BBB National Programs Archive

NAD Finds Certain PayPal Advertising Claims Substantiated But Recommends It Discontinue Its “No Purchase Fee” Claim

New York, NY – Jan. 11, 2019 – As part of its routine monitoring program, NAD challenged claims made by PayPal, Inc. on its PayPal Prepaid Mastercard website. NAD found certain claims substantiated but recommended that its “no purchase fee” claim be modified or discontinued.

NAD is an investigative unit of the advertising industry’s system of self-regulation and is administered by the Council of Better Business Bureaus.

The challenged claims included:

  • “no purchase fee”.
  • “no cost direct deposit”
  • “227 million active PayPal accounts.”
  • The implied claim that there are 227 million customers of the PayPal Prepaid Mastercard

Following NAD’s review of the challenged claims, NAD concluded that, in the context of the website, PayPal’s true statement that there are 227 million active PayPal accounts did not reasonably convey the message that there are 227 million customers of the PayPal Prepaid Mastercard.

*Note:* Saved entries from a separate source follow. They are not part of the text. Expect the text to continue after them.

//! Property-based tests for the Move Applier/Unapplier pair and the
//! incremental evaluation, using the same `proptest` harness the closest
//! sibling chess engine in the retrieval pack uses for its own make/unmake
//! round-trip tests. This crate has no `rand` dependency to draw on, so
//! "random" move selection here comes from proptest-generated `u32` seeds
//! indexing into the pseudo-legal move list, rather than from an RNG.

use eniac_chess_core::{
    apply, load_fen, move_score_delta, unapply, ApplyError, Board, Color, GeneratorCursor, Move,
    Undo,
};
use proptest::prelude::*;

const OPENING_FEN: &str = "rnbqkbnr/pppppppp/8/8/8/8/PPPPPPPP/RNBQKBNR w KQkq - 0 1";

/// The `seed`-th pseudo-legal move for `side` on `board`, wrapping around the
/// move count so any `u32` seed picks some move whenever one exists.
fn nth_pseudo_legal_move(board: &Board, side: Color, seed: u32) -> Option<Move> {
    let mut moves = Vec::new();
    let mut cursor = GeneratorCursor::new();
    while let Some(mv) = cursor.next(board, side) {
        moves.push(mv);
    }
    if moves.is_empty() {
        return None;
    }
    Some(moves[seed as usize % moves.len()])
}

proptest! {
    /// Applying and then unapplying a line of pseudo-legal moves, in strict
    /// stack order, always restores the board cell for cell — including
    /// through a king capture, which this generator happily produces since
    /// it never filters for check.
    #[test]
    fn apply_unapply_round_trips_over_random_lines(seeds in prop::collection::vec(any::<u32>(), 1..8)) {
        let mut board = load_fen(OPENING_FEN).unwrap();
        let before = *board.memory();
        let mut undo_stack: Vec<Undo> = Vec::new();

        for seed in seeds {
            let side = board.side_to_move();
            let Some(mv) = nth_pseudo_legal_move(&board, side, seed) else {
                break;
            };
            match apply(&mut board, mv) {
                Ok(undo) => undo_stack.push(undo),
                // A long-enough random line can walk the running score past
                // 0..=99 (e.g. several king captures in a row); that's a
                // legitimate stopping point for this test, not a failure.
                Err(ApplyError::Memory(_)) => break,
                Err(other) => prop_assert!(false, "generator produced a move apply() rejected: {other}"),
            }
        }

        while let Some(undo) = undo_stack.pop() {
            unapply(&mut board, &undo).unwrap();
        }

        prop_assert_eq!(*board.memory(), before);
    }

    /// Each step of a random line changes the running score by exactly the
    /// delta [`move_score_delta`] predicts from the pre-move board, the
    /// same quantity the Move Applier folds in during [`apply`].
    #[test]
    fn score_delta_matches_move_score_delta(seeds in prop::collection::vec(any::<u32>(), 1..8)) {
        let mut board = load_fen(OPENING_FEN).unwrap();

        for seed in seeds {
            let side = board.side_to_move();
            let Some(mv) = nth_pseudo_legal_move(&board, side, seed) else {
                break;
            };
            let captured_kind = board.square_contents(mv.to).kind();
            let expected_delta = move_score_delta(mv.to, side, captured_kind);
            let score_before = i32::from(board.memory().score());

            match apply(&mut board, mv) {
                Ok(_undo) => {
                    let score_after = i32::from(board.memory().score());
                    prop_assert_eq!(score_after - score_before, expected_delta);
                }
                Err(ApplyError::Memory(_)) => break,
                Err(other) => prop_assert!(false, "generator produced a move apply() rejected: {other}"),
            }
        }
    }
}
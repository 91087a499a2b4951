//! ferc-lex - Lexical Analyzer for the Ferrum Programming Language
//!
//! This crate provides the lexer (tokenizer) for Ferrum source code. It
//! transforms a stream of 8-bit characters into an ordered sequence of
//! classified tokens with source positions, recovering from malformed
//! input by emitting error tokens instead of failing.
//!
//! # Overview
//!
//! The scanner is a single-pass finite-state machine: it consumes one
//! character per step, with every ambiguity (`'` opening a char literal, a
//! lifetime or a label; `r` opening a raw string or an identifier; `0`
//! opening a decimal or radix-prefixed literal) resolved by dedicated
//! states rather than input lookahead. Consumers such as the `ferc-hl`
//! highlighter replay the original source against the token positions.
//!
//! # Example Usage
//!
//! ```
//! use ferc_lex::{tokenize, TokenKind};
//!
//! let tokens = tokenize(b"let x = 42; // answer\n");
//!
//! assert_eq!(tokens[0].kind, TokenKind::Let);
//! assert_eq!(tokens[3].kind, TokenKind::IntLiteralDec);
//! assert_eq!(tokens[3].text.as_deref(), Some("42"));
//! assert_eq!(tokens[5].kind, TokenKind::Comment);
//! ```
//!
//! # Module Structure
//!
//! - [`token`] - Token record, kind enumeration and the keyword table
//! - [`scanner`] - The scanning engine and its per-state handlers
//!
//! # Token Categories
//!
//! The scanner produces the following token groups:
//!
//! - **Keywords**: the ~50 reserved words, each with its own kind, plus
//!   the weak keyword `union` and the `'static` lifetime
//! - **Identifiers**: `[a-zA-Z0-9_]+` not matching a reserved word, and
//!   the bare `_` wildcard
//! - **Lifetimes and labels**: `'a`, `'outer:`
//! - **Literals**: char, byte, string, byte-string, raw-string,
//!   raw-byte-string, decimal/hex/octal/binary integers, floats
//! - **Comments**: plain, inner doc (`//!`, `/*!`) and outer doc (`///`,
//!   `/**`), line and block forms, with nesting for blocks
//! - **Operators and punctuation**: maximal munch, `<<=` over `<<` over `<`
//! - **Errors**: malformed input, carrying a diagnostic message

#![warn(missing_docs)]
#![warn(rustdoc::missing_crate_level_docs)]

pub mod scanner;
pub mod token;

mod edge_cases;
mod state;

// Re-export main types for convenience
pub use scanner::{tokenize, Scanner};
pub use token::{keyword_from_ident, Token, TokenKind};
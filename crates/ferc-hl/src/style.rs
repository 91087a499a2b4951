//! Token styling: ANSI escape selection per token kind.

use ferc_lex::TokenKind;

/// ANSI escape sequences used by the highlighter.
pub(crate) mod ansi {
    pub const RESET: &str = "\x1b[0m";
    pub const MAGENTA: &str = "\x1b[35m"; // Keywords
    pub const CYAN: &str = "\x1b[36m"; // Identifiers
    pub const YELLOW: &str = "\x1b[33m"; // Lifetimes and labels
    pub const GREEN: &str = "\x1b[32m"; // String-like literals
    pub const BLUE: &str = "\x1b[34m"; // Numeric literals
    pub const ITALIC_BLUE: &str = "\x1b[3;34m"; // Char and byte literals
    pub const ITALIC_BRIGHT_BLACK: &str = "\x1b[3;90m"; // Comments
    pub const BG_RED: &str = "\x1b[41m"; // Errors
}

/// Color output mode for the highlighter.
#[derive(Clone, Copy, Debug, Default, PartialEq, Eq)]
pub enum ColorMode {
    /// Automatically detect based on terminal capabilities.
    #[default]
    Auto,
    /// Always use colors.
    Always,
    /// Never use colors.
    Never,
}

impl ColorMode {
    /// Resolve to a boolean based on terminal detection.
    ///
    /// For `Auto` mode, `is_tty` determines whether colors should be used.
    /// This parameter is ignored for `Always` and `Never` modes.
    pub fn should_use_colors(self, is_tty: bool) -> bool {
        match self {
            ColorMode::Auto => is_tty,
            ColorMode::Always => true,
            ColorMode::Never => false,
        }
    }

    /// Parses a mode name as used on the command line and in config files.
    pub fn from_name(name: &str) -> Option<Self> {
        match name {
            "auto" => Some(ColorMode::Auto),
            "always" => Some(ColorMode::Always),
            "never" => Some(ColorMode::Never),
            _ => None,
        }
    }
}

/// Returns the ANSI style for a token kind, or `""` for token kinds that
/// print unstyled (operators and punctuation).
///
/// Error tokens get a background highlight rather than a foreground color
/// so that whitespace inside the bad span stays visible.
pub fn style_for(kind: TokenKind) -> &'static str {
    use TokenKind::*;
    match kind {
        As | Break | Const | Continue | Crate | Else | Enum | Extern | False | Fn | For | If
        | Impl | In | Let | Loop | Match | Mod | Move | Mut | Pub | Ref | Return | SelfValue
        | SelfType | Static | Struct | Super | Trait | True | Type | Unsafe | Use | Where
        | While | Async | Await | Dyn | Abstract | Become | Box | Do | Final | Macro
        | Override | Priv | Typeof | Unsized | Virtual | Yield | Try | Union
        | StaticLifetime => ansi::MAGENTA,

        Identifier => ansi::CYAN,

        Comment | CommentInnerDoc | CommentOuterDoc => ansi::ITALIC_BRIGHT_BLACK,

        Label | Lifetime => ansi::YELLOW,

        CharLiteral | ByteLiteral => ansi::ITALIC_BLUE,

        StringLiteral | RawStringLiteral | ByteStringLiteral | RawByteStringLiteral => {
            ansi::GREEN
        }

        IntLiteralDec | IntLiteralHex | IntLiteralOctal | IntLiteralBin | FloatLiteral => {
            ansi::BLUE
        }

        Plus | Minus | Star | Slash | Percent | Caret | Not | And | Or | AndAnd | OrOr | Shl
        | Shr | PlusEq | MinusEq | StarEq | SlashEq | PercentEq | CaretEq | AndEq | OrEq
        | ShlEq | ShrEq | Eq | EqEq | Ne | Gt | Lt | Ge | Le | At | Underscore | Dot | DotDot
        | DotDotDot | DotDotEq | Comma | Semicolon | Colon | PathSeparator | RArrow
        | FatArrow | Pound | Dollar | Question | CurlyL | CurlyR | SquareL | SquareR | ParenL
        | ParenR => "",

        Error => ansi::BG_RED,
    }
}

#[cfg(test)]
mod tests {
    use super::*;

    #[test]
    fn test_color_mode_resolution() {
        assert!(ColorMode::Always.should_use_colors(false));
        assert!(!ColorMode::Never.should_use_colors(true));
        assert!(ColorMode::Auto.should_use_colors(true));
        assert!(!ColorMode::Auto.should_use_colors(false));
    }

    #[test]
    fn test_color_mode_names() {
        assert_eq!(ColorMode::from_name("auto"), Some(ColorMode::Auto));
        assert_eq!(ColorMode::from_name("always"), Some(ColorMode::Always));
        assert_eq!(ColorMode::from_name("never"), Some(ColorMode::Never));
        assert_eq!(ColorMode::from_name("sometimes"), None);
    }

    #[test]
    fn test_style_groups() {
        assert_eq!(style_for(TokenKind::Fn), ansi::MAGENTA);
        assert_eq!(style_for(TokenKind::Union), ansi::MAGENTA);
        assert_eq!(style_for(TokenKind::Identifier), ansi::CYAN);
        assert_eq!(style_for(TokenKind::Lifetime), ansi::YELLOW);
        assert_eq!(style_for(TokenKind::RawStringLiteral), ansi::GREEN);
        assert_eq!(style_for(TokenKind::FloatLiteral), ansi::BLUE);
        assert_eq!(style_for(TokenKind::CommentOuterDoc), ansi::ITALIC_BRIGHT_BLACK);
        assert_eq!(style_for(TokenKind::Error), ansi::BG_RED);
    }

    #[test]
    fn test_punctuation_is_unstyled() {
        assert_eq!(style_for(TokenKind::Semicolon), "");
        assert_eq!(style_for(TokenKind::ShlEq), "");
        assert_eq!(style_for(TokenKind::ParenL), "");
    }
}
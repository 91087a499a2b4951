//! Identifier, keyword and underscore scanning.

use super::{is_ident_char, Scanner, Step};
use crate::state::State;
use crate::token::{keyword_from_ident, Token, TokenKind};

impl Scanner {
    /// A single `_` was seen. It becomes the wildcard token unless an
    /// identifier character follows.
    pub(crate) fn ident_or_underscore(&mut self, c: u8) -> Step {
        if is_ident_char(c) {
            self.push_char(c);
            self.state = State::IdentOrKeyword;
            Step::Done
        } else {
            self.push_at_start(TokenKind::Underscore);
            Step::Redispatch
        }
    }

    /// Accumulates an identifier-shaped lexeme. On completion the text is
    /// looked up in the keyword table; unmatched text is an identifier.
    pub(crate) fn ident_or_keyword(&mut self, c: u8) -> Step {
        if is_ident_char(c) {
            self.push_char(c);
            return Step::Done;
        }

        self.reclassify_weak_keyword();

        match keyword_from_ident(&self.buffer) {
            Some(kind) => self.push_at_start(kind),
            None => self.push_text_at_start(TokenKind::Identifier),
        }
        Step::Redispatch
    }

    /// Rewrites the most recently emitted token from `Identifier("union")`
    /// to the `union` keyword.
    ///
    /// Runs whenever an identifier-shaped lexeme completes, before the new
    /// token is classified. The check is on the previous token only and is
    /// not conditioned on grammatical position, so an identifier spelled
    /// `union` followed by another identifier always reclassifies.
    fn reclassify_weak_keyword(&mut self) {
        if let Some(last) = self.tokens.last_mut() {
            if last.kind == TokenKind::Identifier && last.text.as_deref() == Some("union") {
                *last = Token::new(last.line, last.column, TokenKind::Union);
            }
        }
    }
}

#[cfg(test)]
mod tests {
    use crate::{tokenize, TokenKind};

    fn kinds(source: &str) -> Vec<TokenKind> {
        tokenize(source.as_bytes()).iter().map(|t| t.kind).collect()
    }

    #[test]
    fn test_union_reclassified_before_identifier() {
        let tokens = tokenize(b"union Foo");
        assert_eq!(tokens[0].kind, TokenKind::Union);
        assert_eq!(tokens[0].text, None);
        assert_eq!((tokens[0].line, tokens[0].column), (0, 0));
        assert_eq!(tokens[1].kind, TokenKind::Identifier);
        assert_eq!(tokens[1].text.as_deref(), Some("Foo"));
    }

    #[test]
    fn test_union_alone_stays_an_identifier() {
        let tokens = tokenize(b"union;");
        assert_eq!(tokens[0].kind, TokenKind::Identifier);
        assert_eq!(tokens[0].text.as_deref(), Some("union"));
    }

    #[test]
    fn test_union_chain() {
        // Each completion reclassifies only the previous token, so the last
        // occurrence is left as an identifier.
        assert_eq!(
            kinds("union union union"),
            [TokenKind::Union, TokenKind::Union, TokenKind::Identifier]
        );
    }

    #[test]
    fn test_keyword_prefixed_identifiers() {
        let tokens = tokenize(b"letter iffy format");
        assert!(tokens.iter().all(|t| t.kind == TokenKind::Identifier));
    }

    #[test]
    fn test_digits_inside_identifier() {
        let tokens = tokenize(b"x2y");
        assert_eq!(tokens.len(), 1);
        assert_eq!(tokens[0].text.as_deref(), Some("x2y"));
    }

    #[test]
    fn test_r_and_b_prefixed_identifiers() {
        // `r`, `b` and `br` open literal prefixes but fall back to ordinary
        // identifiers when no quote follows.
        let tokens = tokenize(b"ret rust base brand r b br");
        let texts: Vec<_> = tokens.iter().filter_map(|t| t.text.as_deref()).collect();
        assert_eq!(texts, ["ret", "rust", "base", "brand", "r", "b", "br"]);
    }
}
//! Comment scanning: line and block forms, doc-comment marking, and
//! nesting.
//!
//! The doc/plain decision is made within the first three characters and is
//! then fixed: `////` downgrades an outer line doc back to a plain comment,
//! `/***` does the same for blocks, and nested `/* */` pairs only move the
//! depth counter, never the kind.

use super::{Scanner, Step};
use crate::state::State;
use crate::token::TokenKind;

impl Scanner {
    /// A `/` was seen: comment opener, `/=`, or the bare operator.
    pub(crate) fn slash(&mut self, c: u8) -> Step {
        match c {
            b'/' => {
                self.push_char(c);
                self.state = State::LineCommentStart;
                Step::Done
            }
            b'*' => {
                self.push_char(c);
                self.state = State::BlockCommentStart;
                self.comment_depth = 1;
                self.comment_kind = TokenKind::Comment;
                Step::Done
            }
            b'=' => {
                self.push_at_start(TokenKind::SlashEq);
                Step::Done
            }
            _ => {
                self.push_at_start(TokenKind::Slash);
                Step::Redispatch
            }
        }
    }

    /// Right after `//`.
    pub(crate) fn line_comment_start(&mut self, c: u8) -> Step {
        match c {
            b'\n' => {
                self.push_text_at_start(TokenKind::Comment);
                Step::Redispatch
            }
            b'!' => {
                self.push_char(c);
                self.comment_kind = TokenKind::CommentInnerDoc;
                self.state = State::LineCommentBody;
                Step::Done
            }
            b'/' => {
                self.push_char(c);
                self.state = State::LineCommentMaybeDoc;
                Step::Done
            }
            _ => {
                self.push_char(c);
                self.comment_kind = TokenKind::Comment;
                self.state = State::LineCommentBody;
                Step::Done
            }
        }
    }

    /// Right after `///` — an outer doc comment unless a fourth slash
    /// downgrades it.
    pub(crate) fn line_comment_maybe_doc(&mut self, c: u8) -> Step {
        match c {
            b'\n' => {
                self.push_text_at_start(TokenKind::CommentOuterDoc);
                Step::Redispatch
            }
            b'/' => {
                // Too many slashes: plain after all.
                self.push_char(c);
                self.comment_kind = TokenKind::Comment;
                self.state = State::LineCommentBody;
                Step::Done
            }
            _ => {
                self.push_char(c);
                self.comment_kind = TokenKind::CommentOuterDoc;
                self.state = State::LineCommentBody;
                Step::Done
            }
        }
    }

    /// Line comment content, up to but not including the newline.
    pub(crate) fn line_comment_body(&mut self, c: u8) -> Step {
        if c == b'\n' {
            let kind = self.comment_kind;
            self.push_text_at_start(kind);
            Step::Redispatch
        } else {
            self.push_char(c);
            Step::Done
        }
    }

    /// Right after `/*`.
    pub(crate) fn block_comment_start(&mut self, c: u8) -> Step {
        self.push_char(c);
        match c {
            b'!' => {
                self.comment_kind = TokenKind::CommentInnerDoc;
                self.state = State::BlockCommentBody;
            }
            b'*' => self.state = State::BlockCommentMaybeDoc,
            b'/' => self.state = State::BlockCommentMaybeNested,
            _ => self.state = State::BlockCommentBody,
        }
        Step::Done
    }

    /// Right after `/**` — outer doc, a complete `/**/`, or a downgrade on
    /// the third asterisk.
    pub(crate) fn block_comment_maybe_doc(&mut self, c: u8) -> Step {
        self.push_char(c);
        match c {
            b'/' => {
                // `/**/`: the second asterisk was the closer's.
                self.comment_depth -= 1;
                self.push_text_at_start(TokenKind::Comment);
            }
            b'*' => {
                // Too many asterisks: plain — and this asterisk may itself
                // begin the closer.
                self.comment_kind = TokenKind::Comment;
                self.state = State::BlockCommentStar;
            }
            _ => {
                self.comment_kind = TokenKind::CommentOuterDoc;
                self.state = State::BlockCommentBody;
            }
        }
        Step::Done
    }

    /// Block comment content.
    pub(crate) fn block_comment_body(&mut self, c: u8) -> Step {
        self.push_char(c);
        match c {
            b'*' => self.state = State::BlockCommentStar,
            b'/' => self.state = State::BlockCommentMaybeNested,
            _ => {}
        }
        Step::Done
    }

    /// An asterisk inside a block comment: a following `/` closes one
    /// nesting level.
    pub(crate) fn block_comment_star(&mut self, c: u8) -> Step {
        self.push_char(c);
        match c {
            b'/' => {
                self.comment_depth -= 1;
                if self.comment_depth == 0 {
                    let kind = self.comment_kind;
                    self.push_text_at_start(kind);
                } else {
                    self.state = State::BlockCommentBody;
                }
            }
            b'*' => {}
            _ => self.state = State::BlockCommentBody,
        }
        Step::Done
    }

    /// A slash inside a block comment: a following `*` opens one nesting
    /// level.
    pub(crate) fn block_comment_maybe_nested(&mut self, c: u8) -> Step {
        self.push_char(c);
        match c {
            b'*' => {
                self.comment_depth += 1;
                self.state = State::BlockCommentBody;
            }
            b'/' => {}
            _ => self.state = State::BlockCommentBody,
        }
        Step::Done
    }
}
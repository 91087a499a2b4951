//! The `tokens` subcommand: scan a file and print its token stream.

use std::fs;
use std::io::{self, Write};
use std::path::PathBuf;

use anyhow::{Context, Result};
use tracing::debug;

use ferc_lex::tokenize;

/// Arguments for [`run_tokens`].
pub struct TokensArgs {
    /// Source file to scan.
    pub file: PathBuf,
    /// Emit the token stream as a JSON array instead of one line per token.
    pub json: bool,
}

/// Scans the file and prints one `line:column<TAB>KIND<TAB>text` line per
/// token, or a JSON array with `--json`.
pub fn run_tokens(args: TokensArgs) -> Result<()> {
    let source = fs::read(&args.file)
        .with_context(|| format!("failed to read {}", args.file.display()))?;
    let tokens = tokenize(&source);
    debug!(bytes = source.len(), tokens = tokens.len(), "scanned input");

    let stdout = io::stdout();
    let mut out = io::BufWriter::new(stdout.lock());
    if args.json {
        serde_json::to_writer_pretty(&mut out, &tokens).context("failed to serialize tokens")?;
        writeln!(&mut out)?;
    } else {
        for token in &tokens {
            writeln!(&mut out, "{token}")?;
        }
    }
    out.flush()?;
    Ok(())
}
//! Ferc CLI - driver for the Ferrum lexer.
//!
//! This is the main entry point for the `ferc` binary. It uses clap for
//! argument parsing and dispatches to the `tokens` and `highlight`
//! command handlers.

mod commands;
mod config;
mod error;

use std::path::PathBuf;

use clap::{Parser, Subcommand, ValueEnum};
use tracing_subscriber::{fmt, prelude::*, EnvFilter};

use commands::{run_highlight, run_tokens, HighlightArgs, TokensArgs};
use config::Config;
use ferc_hl::ColorMode;

/// Ferc - lexer and terminal highlighter for Ferrum source
#[derive(Parser, Debug)]
#[command(name = "ferc")]
#[command(author = "Ferrum Team")]
#[command(version = env!("CARGO_PKG_VERSION"))]
#[command(about = "Lexer and terminal highlighter for Ferrum source", long_about = None)]
#[command(propagate_version = true)]
struct Cli {
    /// Enable verbose output
    #[arg(short, long, global = true, env = "FERC_VERBOSE")]
    verbose: bool,

    /// Path to configuration file
    #[arg(short, long, global = true, env = "FERC_CONFIG")]
    config: Option<PathBuf>,

    #[command(subcommand)]
    command: Commands,
}

/// Available subcommands for the ferc CLI.
#[derive(Subcommand, Debug)]
enum Commands {
    /// Print the token stream of a source file
    ///
    /// Each token is printed as `line:column<TAB>KIND<TAB>text`, with the
    /// text column omitted for tokens whose spelling is implied by the
    /// kind. Errors appear in-stream with their diagnostic message.
    Tokens(TokensCommand),

    /// Print a source file with syntax highlighting
    ///
    /// The original file is replayed byte for byte with ANSI styles
    /// switched at token boundaries; lexical errors are shown on a red
    /// background.
    Highlight(HighlightCommand),
}

/// Arguments for the tokens subcommand.
#[derive(Parser, Debug)]
struct TokensCommand {
    /// Source file to scan
    file: PathBuf,

    /// Emit the token stream as JSON
    #[arg(long)]
    json: bool,
}

/// Arguments for the highlight subcommand.
#[derive(Parser, Debug)]
struct HighlightCommand {
    /// Source file to highlight
    file: PathBuf,

    /// When to use colors
    #[arg(long, value_enum)]
    color: Option<ColorArg>,
}

/// Color mode as spelled on the command line.
#[derive(ValueEnum, Clone, Copy, Debug)]
enum ColorArg {
    Auto,
    Always,
    Never,
}

impl From<ColorArg> for ColorMode {
    fn from(arg: ColorArg) -> Self {
        match arg {
            ColorArg::Auto => ColorMode::Auto,
            ColorArg::Always => ColorMode::Always,
            ColorArg::Never => ColorMode::Never,
        }
    }
}

fn main() {
    let cli = Cli::parse();
    init_tracing(cli.verbose);

    if let Err(e) = run(cli) {
        eprintln!("error: {e:#}");
        std::process::exit(1);
    }
}

/// Installs the tracing subscriber. `FERC_LOG` overrides the default
/// filter; `--verbose` bumps it to debug.
fn init_tracing(verbose: bool) {
    let default = if verbose { "debug" } else { "warn" };
    let filter = EnvFilter::try_from_env("FERC_LOG").unwrap_or_else(|_| EnvFilter::new(default));
    tracing_subscriber::registry()
        .with(fmt::layer().with_writer(std::io::stderr))
        .with(filter)
        .init();
}

fn run(cli: Cli) -> anyhow::Result<()> {
    let config = Config::load(cli.config.as_deref())?;

    match cli.command {
        Commands::Tokens(cmd) => run_tokens(TokensArgs {
            file: cmd.file,
            json: cmd.json || config.tokens.json,
        }),
        Commands::Highlight(cmd) => run_highlight(HighlightArgs {
            file: cmd.file,
            mode: cmd.color.map(ColorMode::from).unwrap_or(config.color_mode()),
        }),
    }
}
//! Configuration module for the ferc CLI.
//!
//! Settings come from an optional `ferc.toml`, looked up next to the
//! current directory and then in the user's configuration directory.
//! Command-line flags always win over the file.

use std::fs;
use std::path::Path;

use dirs::config_dir;
use serde::{Deserialize, Serialize};

use crate::error::{FercError, Result};
use ferc_hl::ColorMode;

/// Default configuration file name.
pub const CONFIG_FILE_NAME: &str = "ferc.toml";

/// Application configuration structure.
#[derive(Debug, Clone, Serialize, Deserialize, PartialEq)]
pub struct Config {
    /// When to color highlighter output: `auto`, `always` or `never`.
    #[serde(default = "default_color")]
    pub color: String,

    /// Token-dump specific configuration.
    #[serde(default)]
    pub tokens: TokensConfig,
}

/// Configuration for the `tokens` subcommand.
#[derive(Debug, Clone, Default, Serialize, Deserialize, PartialEq)]
pub struct TokensConfig {
    /// Emit JSON by default instead of the line-oriented dump.
    #[serde(default)]
    pub json: bool,
}

fn default_color() -> String {
    "auto".to_string()
}

impl Default for Config {
    fn default() -> Self {
        Self {
            color: default_color(),
            tokens: TokensConfig::default(),
        }
    }
}

impl Config {
    /// Loads the configuration.
    ///
    /// An explicitly given path must exist and parse; otherwise `ferc.toml`
    /// in the current directory is tried, then `<config dir>/ferc/ferc.toml`,
    /// and finally the built-in defaults.
    pub fn load(path: Option<&Path>) -> Result<Self> {
        if let Some(path) = path {
            return Self::load_from(path);
        }

        let local = Path::new(CONFIG_FILE_NAME);
        if local.exists() {
            return Self::load_from(local);
        }

        if let Some(dir) = config_dir() {
            let global = dir.join("ferc").join(CONFIG_FILE_NAME);
            if global.exists() {
                return Self::load_from(&global);
            }
        }

        Ok(Self::default())
    }

    fn load_from(path: &Path) -> Result<Self> {
        let raw = fs::read_to_string(path)?;
        let config: Config = toml::from_str(&raw)?;
        config.validate()?;
        Ok(config)
    }

    fn validate(&self) -> Result<()> {
        if ColorMode::from_name(&self.color).is_none() {
            return Err(FercError::Config(format!(
                "invalid color mode '{}' (expected auto, always, or never)",
                self.color
            )));
        }
        Ok(())
    }

    /// The configured color mode.
    pub fn color_mode(&self) -> ColorMode {
        ColorMode::from_name(&self.color).unwrap_or_default()
    }
}

#[cfg(test)]
mod tests {
    use super::*;

    #[test]
    fn test_default_config() {
        let config = Config::default();
        assert_eq!(config.color, "auto");
        assert!(!config.tokens.json);
        assert_eq!(config.color_mode(), ColorMode::Auto);
    }

    #[test]
    fn test_parse_full_config() {
        let config: Config = toml::from_str(
            r#"
            color = "always"

            [tokens]
            json = true
            "#,
        )
        .unwrap();
        assert_eq!(config.color_mode(), ColorMode::Always);
        assert!(config.tokens.json);
    }

    #[test]
    fn test_parse_partial_config_uses_defaults() {
        let config: Config = toml::from_str("color = \"never\"").unwrap();
        assert_eq!(config.color_mode(), ColorMode::Never);
        assert!(!config.tokens.json);
    }

    #[test]
    fn test_invalid_color_mode_is_rejected() {
        let config: Config = toml::from_str("color = \"sometimes\"").unwrap();
        assert!(matches!(config.validate(), Err(FercError::Config(_))));
    }

    #[test]
    fn test_missing_explicit_config_is_an_error() {
        let result = Config::load(Some(Path::new("/nonexistent/ferc.toml")));
        assert!(matches!(result, Err(FercError::Io(_))));
    }
}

NAD also concluded that the claim, “no cost direct deposit” did not convey any misleading message about the cost of any other method of adding money to the PayPal Prepaid Mastercard. NAD found persuasive the guidance of the Consumer Financial Protection Bureau (“CFPB”), which stated that it is common for prepaid cards to charge no fees for direct deposit but to charge fees to consumers who reload their cards via other means.

NAD, however, was concerned about the advertiser’s “no purchase fee” message, in light of the fact that PayPal charges a monthly fee, which is listed in the “terms and conditions” as a purchase fee. On this point, NAD noted that the CFPB tells consumers that cards often charge a per-transaction fee or a purchase fee. Consequently, NAD recommended that the advertiser either discontinue its “no purchase fee” claim or modify it to disclose, clearly and conspicuously and in close proximity to the main claim, the fees associated with the initial use of the PayPal prepaid card.

In its advertiser’s statement, PayPal stated that although it disagreed with NAD’s findings regarding the “no purchase fee” claim, it will comply with NAD’s recommendations. PayPal was pleased that NAD concluded that the claims on its website that the prepaid card program offers “no cost direct deposit” and connectivity with “227 million active PayPal accounts” are accurate and substantiated as presented.

Note: A recommendation by NAD to modify or discontinue a claim is not a finding of wrongdoing and an advertiser’s voluntary discontinuance or modification of claims should not be construed as an admission of impropriety. It is the policy of NAD not to endorse any company, product, or service. Decisions finding that advertising claims have been substantiated should not be construed as endorsements.